Don’t you hate it when people tell you to read something, when what you really need is less to read, not more? This blog, as ever, is at your service.
First stop reading the newspaper. My grievances against Justice Oliver Wendell Holmes are many and serious, but I have always admired his steadfast refusal to read the paper. If yesterday’s paper is good for nothing but wrapping fish, what does this say about what you’ve retained from yesterday’s paper? Besides, the news is depressing.
I know people who have read five times as many introductions to works of classic literature as works of classic literature. Don’t be one of them. Forewords and afterwords are to be treated like dessert: read, if at all, after the book, never before, lest you read through the eyes of Professor So-and-So instead of your own. Professor So-and-So tends to natter pointlessly anyway.

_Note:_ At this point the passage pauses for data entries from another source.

//! Error estimation and the flagging policy for h-adaptivity.
use crate::config::AdaptivityConfig;
use crate::error::Result;
use crate::fe_data::{FeData, FeDataKind, FeInputs};
use crate::mesh::refinement::RefinementFlag;
use crate::mesh::{Mesh, MeshTopology};
use crate::variables::{CoupledVariableId, VariableId};
use log::{debug, warn};

/// Error indicator per element. Entries of inactive elements are zero.
#[derive(Debug, Clone, PartialEq, Default)]
pub struct ErrorVector {
    values: Vec<f64>,
}

impl ErrorVector {
    pub fn zeros(num_elements: usize) -> Self {
        Self {
            values: vec![0.0; num_elements],
        }
    }

    pub fn from_values(values: Vec<f64>) -> Self {
        Self { values }
    }

    pub fn values(&self) -> &[f64] {
        &self.values
    }

    pub fn len(&self) -> usize {
        self.values.len()
    }

    pub fn is_empty(&self) -> bool {
        self.values.is_empty()
    }

    pub fn get(&self, element: usize) -> f64 {
        self.values.get(element).copied().unwrap_or(0.0)
    }

    /// Minimum and maximum over the given elements.
    pub fn range_over(&self, elements: &[usize]) -> Option<(f64, f64)> {
        elements
            .iter()
            .map(|&e| self.get(e))
            .fold(None, |acc, e| match acc {
                None => Some((e, e)),
                Some((lo, hi)) => Some((lo.min(e), hi.max(e))),
            })
    }
}

/// Maps a solution to an error indicator per element.
pub trait ErrorEstimator: Send + Sync {
    fn estimate_error(&self, inputs: &FeInputs, topology: &MeshTopology, active: &[usize]) -> Result<ErrorVector>;
}

/// Kelly-type estimator based on the jump of the normal gradient across interior faces.
///
/// For each active element `K`, `η_K² = h_K Σ_{F ⊂ ∂K} ∫_F [∇u · n]²`, summed over the selected
/// nonlinear variables.
#[derive(Debug, Clone, Default)]
pub struct GradientJumpEstimator {
    /// Variables to include. `None` selects every nonlinear variable.
    pub variables: Option<Vec<VariableId>>,
}

impl ErrorEstimator for GradientJumpEstimator {
    fn estimate_error(&self, inputs: &FeInputs, topology: &MeshTopology, _active: &[usize]) -> Result<ErrorVector> {
        let mut squared = vec![0.0; inputs.mesh.num_elements()];
        let num_coupled = inputs.registry.num_coupled();
        let mut element_side = FeData::new(FeDataKind::Side, num_coupled);
        let mut neighbor_side = FeData::new(FeDataKind::NeighborSide, num_coupled);
        let variables: Vec<CoupledVariableId> = match &self.variables {
            Some(vars) => vars.iter().map(|v| CoupledVariableId(v.0)).collect(),
            None => (0..inputs.registry.num_variables())
                .map(CoupledVariableId)
                .collect(),
        };

        for face in topology.interior_faces() {
            element_side.reinit_side(inputs, face.element, face.side)?;
            neighbor_side.reinit_neighbor_side(inputs, face, &element_side)?;
            let mut jump_integral = 0.0;
            for &var in &variables {
                let (own, other) = (element_side.variable(var), neighbor_side.variable(var));
                if !own.is_active() || !other.is_active() {
                    continue;
                }
                for qp in 0..element_side.num_qp() {
                    let normal = element_side.normal(qp);
                    let jump = (own.grad_u(qp) - other.grad_u(qp)).dot(&normal);
                    jump_integral += element_side.jxw()[qp] * jump * jump;
                }
            }
            squared[face.element] += element_side.element_size() * jump_integral;
            squared[face.neighbor] += neighbor_side.element_size() * jump_integral;
        }
        Ok(ErrorVector::from_values(squared.into_iter().map(f64::sqrt).collect()))
    }
}

/// Turns an error vector into refinement flags.
#[derive(Debug, Clone, PartialEq)]
pub struct AdaptivityPolicy {
    pub refine_fraction: f64,
    pub coarsen_fraction: f64,
    /// Zero means unlimited.
    pub max_h_level: u32,
    pub refine_threshold: f64,
}

impl From<&AdaptivityConfig> for AdaptivityPolicy {
    fn from(config: &AdaptivityConfig) -> Self {
        Self {
            refine_fraction: config.refine_fraction,
            coarsen_fraction: config.coarsen_fraction,
            max_h_level: config.max_h_level,
            refine_threshold: config.refine_threshold,
        }
    }
}

impl AdaptivityPolicy {
    /// Flags active elements by the error fraction method.
    ///
    /// With `Δ = max - min` over active elements, an element is refined when its error exceeds
    /// both `min + (1 - refine_fraction) Δ` and `refine_threshold`, and coarsened when it lies
    /// below `min + coarsen_fraction Δ`. On quadrilateral meshes the refined set is then closed
    /// so that the refined mesh stays conforming.
    pub fn flag(
        &self,
        mesh: &Mesh,
        topology: &MeshTopology,
        active: &[usize],
        errors: &ErrorVector,
    ) -> Vec<RefinementFlag> {
        let mut flags = vec![RefinementFlag::DoNothing; mesh.num_elements()];
        let (min, max) = match errors.range_over(active) {
            Some(range) => range,
            None => return flags,
        };
        let delta = max - min;
        let refine_above = (min + (1.0 - self.refine_fraction) * delta).max(self.refine_threshold);
        let coarsen_below = min + self.coarsen_fraction * delta;
        for &e in active {
            let error = errors.get(e);
            let level = mesh.element(e).level;
            if error > refine_above {
                if self.max_h_level == 0 || level < self.max_h_level {
                    flags[e] = RefinementFlag::Refine;
                }
            } else if self.coarsen_fraction > 0.0 && error < coarsen_below && level > 0 {
                flags[e] = RefinementFlag::Coarsen;
            }
        }
        if mesh.dim() > 1 {
            self.close_refinement(mesh, topology, &mut flags);
        }
        flags
    }

    fn can_refine(&self, mesh: &Mesh, element: usize) -> bool {
        self.max_h_level == 0 || mesh.element(element).level < self.max_h_level
    }

    /// Extends every flagged element to the group of active elements connected to it through
    /// interior faces, since no face may separate a refined from an unrefined quadrilateral.
    /// A group containing an element at the maximum level is left unrefined.
    fn close_refinement(&self, mesh: &Mesh, topology: &MeshTopology, flags: &mut [RefinementFlag]) {
        let mut adjacency = vec![Vec::new(); mesh.num_elements()];
        for face in topology.interior_faces() {
            adjacency[face.element].push(face.neighbor);
            adjacency[face.neighbor].push(face.element);
        }

        let mut visited = vec![false; mesh.num_elements()];
        for seed in 0..flags.len() {
            if visited[seed] || flags[seed] != RefinementFlag::Refine {
                continue;
            }
            visited[seed] = true;
            let mut group = vec![seed];
            let mut next = 0;
            while let Some(&element) = group.get(next) {
                next += 1;
                for &neighbor in &adjacency[element] {
                    if !visited[neighbor] {
                        visited[neighbor] = true;
                        group.push(neighbor);
                    }
                }
            }

            let flagged = group.iter().filter(|&&e| flags[e] == RefinementFlag::Refine).count();
            let flag = if group.iter().all(|&e| self.can_refine(mesh, e)) {
                if flagged < group.len() {
                    debug!(
                        "extended refinement from {flagged} to {} elements to keep the mesh conforming",
                        group.len()
                    );
                }
                RefinementFlag::Refine
            } else {
                warn!(
                    "{flagged} elements flagged for refinement are connected to elements at the maximum \
                     refinement level {}; not refining them",
                    self.max_h_level
                );
                RefinementFlag::DoNothing
            };
            for &e in &group {
                flags[e] = flag;
            }
        }
    }
}

/// Result of one call to [`CoupledSystem::adapt`](crate::system::CoupledSystem::adapt).
#[derive(Debug, Clone, Copy, PartialEq, Eq)]
pub enum AdaptivityOutcome {
    /// No element was flagged.
    Unchanged,
    Changed { refined: usize, coarsened: usize },
    /// The per-step cycle limit was reached; nothing was done.
    CycleLimitReached,
}

impl AdaptivityOutcome {
    pub fn is_changed(&self) -> bool {
        matches!(self, Self::Changed { .. })
    }
}

/// Adaptivity state of a coupled system.
pub struct Adaptivity {
    pub(crate) policy: AdaptivityPolicy,
    max_cycles: usize,
    initial_cycles: usize,
    cycles_this_step: usize,
    estimator: Box<dyn ErrorEstimator>,
    errors: Option<ErrorVector>,
}

impl Adaptivity {
    pub fn new(config: &AdaptivityConfig) -> Self {
        Self {
            policy: AdaptivityPolicy::from(config),
            max_cycles: config.max_cycles,
            initial_cycles: config.initial_cycles,
            cycles_this_step: 0,
            estimator: Box::new(GradientJumpEstimator::default()),
            errors: None,
        }
    }

    pub fn configure(&mut self, max_cycles: usize, initial_cycles: usize) {
        self.max_cycles = max_cycles;
        self.initial_cycles = initial_cycles;
    }

    pub fn max_cycles(&self) -> usize {
        self.max_cycles
    }

    pub fn initial_cycles(&self) -> usize {
        self.initial_cycles
    }

    pub fn policy(&self) -> &AdaptivityPolicy {
        &self.policy
    }

    pub fn set_policy(&mut self, policy: AdaptivityPolicy) {
        self.policy = policy;
    }

    pub fn set_estimator(&mut self, estimator: Box<dyn ErrorEstimator>) {
        self.estimator = estimator;
    }

    /// Error indicators of the most recent estimation.
    pub fn errors(&self) -> Option<&ErrorVector> {
        self.errors.as_ref()
    }

    pub(crate) fn begin_step(&mut self) {
        self.cycles_this_step = 0;
    }

    pub(crate) fn cycle_available(&self) -> bool {
        self.cycles_this_step < self.max_cycles
    }

    pub(crate) fn count_cycle(&mut self) {
        self.cycles_this_step += 1;
    }

    /// Estimates the error with the configured estimator.
    pub(crate) fn estimate(&mut self, inputs: &FeInputs, topology: &MeshTopology, active: &[usize]) -> Result<()> {
        let errors = self.estimator.estimate_error(inputs, topology, active)?;
        debug!(
            "estimated error on {} elements, range {:?}",
            active.len(),
            errors.range_over(active)
        );
        self.errors = Some(errors);
        Ok(())
    }

    /// Replaces the stored error indicators.
    pub fn set_errors(&mut self, errors: ErrorVector) {
        self.errors = Some(errors);
    }

    pub(crate) fn flag(&self, mesh: &Mesh, topology: &MeshTopology, active: &[usize]) -> Vec<RefinementFlag> {
        match &self.errors {
            Some(errors) => self.policy.flag(mesh, topology, active, errors),
            None => vec![RefinementFlag::DoNothing; mesh.num_elements()],
        }
    }
}

#[cfg(test)]
mod tests {
    use super::*;
    use crate::mesh::procedural::{create_rectangular_uniform_quad_mesh, create_uniform_line_mesh};

    #[test]
    fn uniform_error_flags_nothing() {
        let mesh = create_uniform_line_mesh(0.0, 1.0, 4).unwrap();
        let active: Vec<_> = mesh.active_elements().collect();
        let topology = MeshTopology::build(&mesh);
        let policy = AdaptivityPolicy::from(&AdaptivityConfig::default());
        let flags = policy.flag(&mesh, &topology, &active, &ErrorVector::from_values(vec![0.3; 4]));
        assert!(flags.iter().all(|f| *f == RefinementFlag::DoNothing));
    }

    #[test]
    fn largest_errors_are_refined() {
        let mesh = create_uniform_line_mesh(0.0, 1.0, 4).unwrap();
        let active: Vec<_> = mesh.active_elements().collect();
        let topology = MeshTopology::build(&mesh);
        let policy = AdaptivityPolicy::from(&AdaptivityConfig::default());
        let flags = policy.flag(&mesh, &topology, &active, &ErrorVector::from_values(vec![0.0, 0.1, 0.9, 1.0]));
        assert_eq!(
            flags,
            vec![
                RefinementFlag::DoNothing,
                RefinementFlag::DoNothing,
                RefinementFlag::Refine,
                RefinementFlag::Refine
            ]
        );
    }

    #[test]
    fn quad_refinement_is_closed_over_connected_elements() {
        let mesh = create_rectangular_uniform_quad_mesh(2, 2, [0.0, 1.0], [0.0, 1.0]).unwrap();
        let active: Vec<_> = mesh.active_elements().collect();
        let topology = MeshTopology::build(&mesh);
        let policy = AdaptivityPolicy::from(&AdaptivityConfig::default());
        let flags = policy.flag(&mesh, &topology, &active, &ErrorVector::from_values(vec![1.0, 0.0, 0.0, 0.0]));
        assert_eq!(flags, vec![RefinementFlag::Refine; 4]);
    }

    #[test]
    fn quad_group_at_maximum_level_is_not_refined() {
        let mut mesh = create_rectangular_uniform_quad_mesh(2, 2, [0.0, 1.0], [0.0, 1.0]).unwrap();
        crate::mesh::refinement::refine_uniformly(&mut mesh).unwrap();
        let active: Vec<_> = mesh.active_elements().collect();
        let topology = MeshTopology::build(&mesh);
        let policy = AdaptivityPolicy {
            max_h_level: 1,
            ..AdaptivityPolicy::from(&AdaptivityConfig::default())
        };
        let mut errors = vec![0.0; mesh.num_elements()];
        errors[active[0]] = 1.0;
        let flags = policy.flag(&mesh, &topology, &active, &ErrorVector::from_values(errors));
        assert!(flags.iter().all(|f| *f == RefinementFlag::DoNothing));
    }
}
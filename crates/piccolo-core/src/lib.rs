//! Core fact types and store traits for TLS certificate chain analysis.
//!
//! This crate provides the foundational types shared by the piccolo crates:
//!
//! - **Types**: certificates, issuance links, sent and built chains, grades,
//!   trust anchors and observed answers
//! - **Store**: the read-only [`FactStore`] query surface and the indexed
//!   [`MemoryStore`] adapter over a [`FactSnapshot`]
//! - **Errors**: [`ChainError`] with HTTP status mapping for front ends
//!
//! # Example
//!
//! ```rust,ignore
//! use piccolo_core::{FactSnapshot, FactStore, MemoryStore, Result};
//!
//! fn leaf_of(json: &str, chain: &str) -> Result<Option<String>> {
//!     let store = MemoryStore::from_snapshot(FactSnapshot::from_json(json)?);
//!     Ok(store.sent_chain(chain)?.and_then(|c| c.certs.first().cloned()))
//! }
//! ```

mod error;
pub mod memory;
pub mod snapshot;
pub mod store;
pub mod types;

pub use error::{ChainError, Result};
pub use memory::MemoryStore;
pub use snapshot::FactSnapshot;
pub use store::FactStore;
pub use types::*;
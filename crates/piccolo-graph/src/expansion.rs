//! Ancestor and descendant expansion with hop distances.
//!
//! Results are sorted ascending by distance. Within one distance the order
//! follows the store and carries no meaning.

use piccolo_core::{CertHash, ChainError, DirectLink, FactStore, Result};
use serde::{Deserialize, Serialize};
use std::collections::HashSet;
use tracing::debug;

use crate::config::{GraphConfig, TransitiveSource};

/// A related certificate and its hop distance.
#[derive(Debug, Clone, PartialEq, Eq, PartialOrd, Ord, Hash, Serialize, Deserialize)]
pub struct Relative {
    /// Related certificate
    pub cert: CertHash,
    /// Issuance edges between the two (>= 1)
    pub distance: u32,
}

#[derive(Debug, Clone, Copy)]
enum Direction {
    Up,
    Down,
}

/// Expands issuance relationships of a certificate.
#[derive(Debug)]
pub struct Expander<'a, S: ?Sized> {
    store: &'a S,
    source: TransitiveSource,
    max_hops: u32,
}

impl<'a, S: FactStore + ?Sized> Expander<'a, S> {
    /// Expander following the configured transitive source.
    pub const fn new(store: &'a S, config: &GraphConfig) -> Self {
        Self {
            store,
            source: config.transitive_source,
            max_hops: config.max_hops,
        }
    }

    /// Expander over the precomputed closure.
    pub const fn precomputed(store: &'a S) -> Self {
        Self {
            store,
            source: TransitiveSource::Precomputed,
            max_hops: u32::MAX,
        }
    }

    /// Expander walking direct links at most `max_hops` deep.
    pub const fn direct_walk(store: &'a S, max_hops: u32) -> Self {
        Self {
            store,
            source: TransitiveSource::DirectWalk,
            max_hops,
        }
    }

    /// Every certificate that issued `cert`, directly or transitively.
    ///
    /// Fails with `NotFound` if `cert` is not a known certificate. A known
    /// certificate without links yields an empty sequence.
    pub fn ancestors(&self, cert: &str) -> Result<Vec<Relative>> {
        self.expand(cert, Direction::Up)
    }

    /// Every certificate issued by `cert`, directly or transitively.
    pub fn descendants(&self, cert: &str) -> Result<Vec<Relative>> {
        self.expand(cert, Direction::Down)
    }

    /// Distance-1 ancestors.
    pub fn direct_issuers(&self, cert: &str) -> Result<Vec<CertHash>> {
        Ok(self
            .ancestors(cert)?
            .into_iter()
            .take_while(|r| r.distance == 1)
            .map(|r| r.cert)
            .collect())
    }

    fn expand(&self, cert: &str, direction: Direction) -> Result<Vec<Relative>> {
        if self.store.certificate(cert)?.is_none() {
            return Err(ChainError::not_found(format!("certificate {cert}")));
        }

        let mut relatives = match self.source {
            TransitiveSource::Precomputed => self.from_closure(cert, direction)?,
            TransitiveSource::DirectWalk => self.walk(cert, direction)?,
        };
        relatives.sort_by_key(|r| r.distance);
        debug!(cert, ?direction, found = relatives.len(), "expanded relationships");
        Ok(relatives)
    }

    fn from_closure(&self, cert: &str, direction: Direction) -> Result<Vec<Relative>> {
        let relatives = match direction {
            Direction::Up => self
                .store
                .transitive_issuers(cert)?
                .into_iter()
                .map(|l| Relative {
                    cert: l.issuer_hash,
                    distance: l.distance,
                })
                .collect(),
            Direction::Down => self
                .store
                .transitive_subjects(cert)?
                .into_iter()
                .map(|l| Relative {
                    cert: l.subject_hash,
                    distance: l.distance,
                })
                .collect(),
        };
        Ok(relatives)
    }

    /// Breadth-first over direct links; each certificate is reported once,
    /// at its shortest distance. Cycles terminate via the visited set and
    /// the hop ceiling.
    fn walk(&self, cert: &str, direction: Direction) -> Result<Vec<Relative>> {
        let mut visited: HashSet<CertHash> = HashSet::from([cert.to_string()]);
        let mut frontier = vec![cert.to_string()];
        let mut relatives = Vec::new();

        for distance in 1..=self.max_hops {
            let mut next = Vec::new();
            for current in &frontier {
                for link in self.neighbours(current, direction)? {
                    let other = match direction {
                        Direction::Up => link.issuer_hash,
                        Direction::Down => link.subject_hash,
                    };
                    if visited.insert(other.clone()) {
                        relatives.push(Relative {
                            cert: other.clone(),
                            distance,
                        });
                        next.push(other);
                    }
                }
            }
            if next.is_empty() {
                break;
            }
            frontier = next;
        }

        Ok(relatives)
    }

    fn neighbours(&self, cert: &str, direction: Direction) -> Result<Vec<DirectLink>> {
        match direction {
            Direction::Up => self.store.direct_issuers(cert),
            Direction::Down => self.store.direct_subjects(cert),
        }
    }
}
//! `piccolo answer` - Show what a server answered during a campaign.

use anyhow::Result;
use colored::Colorize;
use piccolo_core::parse_campaign;
use piccolo_graph::detail::answer_detail;
use piccolo_graph::AnswerDetail;

use super::Context;
use crate::cli::args::AnswerArgs;
use crate::output::print_structured;

pub async fn execute(ctx: Context, args: AnswerArgs) -> Result<()> {
    ctx.reject_dot("answer")?;
    let campaign = parse_campaign(&args.campaign)
        .ok_or_else(|| anyhow::anyhow!("invalid campaign id: {}", args.campaign))?;

    let store = ctx.store().await?;
    let answers = answer_detail(&store, campaign, &args.ip)?;

    if !print_structured(ctx.output_format, &answers)? {
        for (i, answer) in answers.iter().enumerate() {
            if i > 0 {
                println!();
            }
            print_answer_pretty(answer);
        }
    }
    Ok(())
}

fn print_answer_pretty(answer: &AnswerDetail) {
    println!(
        "{} {} {}",
        "Answer from".bold(),
        format!("{}:{}", answer.ip, answer.port).cyan().bold(),
        format!("(campaign {})", answer.campaign).dimmed()
    );
    if !answer.name.is_empty() {
        println!("  {} {}", "Name:".bold(), answer.name);
    }
    println!("  {} {}", "Seen:".bold(), answer.timestamp);
    println!("  {} {}", "Answer:".bold(), answer.description);
    match &answer.chain_hash {
        Some(chain) => println!("  {} {}", "Chain:".bold(), chain),
        None => println!("  {} {}", "Chain:".bold(), "none sent".dimmed()),
    }
}
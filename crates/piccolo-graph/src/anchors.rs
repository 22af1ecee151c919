//! Trust anchor classification.

use piccolo_core::{FactStore, Result};
use tracing::debug;

use crate::graph::{Graph, Tag};

/// Tag every node that is a trust anchor in `trust_context`.
///
/// Only existing nodes are considered: an anchor that was never observed
/// for this chain is not added to the graph.
pub fn mark_anchors<S: FactStore + ?Sized>(
    store: &S,
    mut graph: Graph,
    trust_context: &str,
) -> Result<Graph> {
    let mut marked = 0usize;
    for node in &mut graph.nodes {
        if store.is_trust_anchor(trust_context, &node.hash)? {
            node.tags.insert(Tag::Anchor);
            marked += 1;
        }
    }
    debug!(chain = %graph.chain_hash, trust_context, marked, "marked trust anchors");
    Ok(graph)
}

Biographies are the scandal sheets of the literate. Great geniuses have the shortest biographies, said Emerson, incorrectly. Great geniuses now have 800-page doorstops memorializing what they ate for breakfast. If you are interested in a novelist, read the novels; in a jurist, the opinions; in a philosopher, the philosophy; in a painter, look at the pictures. Biography is gossip. Worse, it is disingenuous gossip, which you can read in the guise of acquiring an education. Kelly Jane Torrance, among others, beat me to pointing this out; bully for her.
As I grow older I find more wisdom in Ezra Pound’s stricture that the best reading program is to know a dozen good books extremely well. (Not that ol’ Ez followed his own advice.) If your experience is anything like mine you will reliably forget most of any good book the first couple of times you read it, and misunderstand the rest. Then when you return to it you will be astonished at what an idiot you were. Which is an education in itself.
You can cut down on blogs substantially. Female bloggers, for instance. Not all of them, of course: I read several, ranging from the marvelously surly Andrea Harris to the effervescent Sasha Castel to the brilliant Megan McArdle. They have one thing in common: to my knowledge, they are childless. Mother bloggers inevitably start writing about how the school bully is picking on little Eustace or how little Tiffany has been punished for posting nastiness in someone else’s comments section and it was really her who wrote it, not me, no matter what you think, and how dare you call social services on me, and you must be deranged to imagine that I would do something like that. Follow the links if you must. The point is, you need not.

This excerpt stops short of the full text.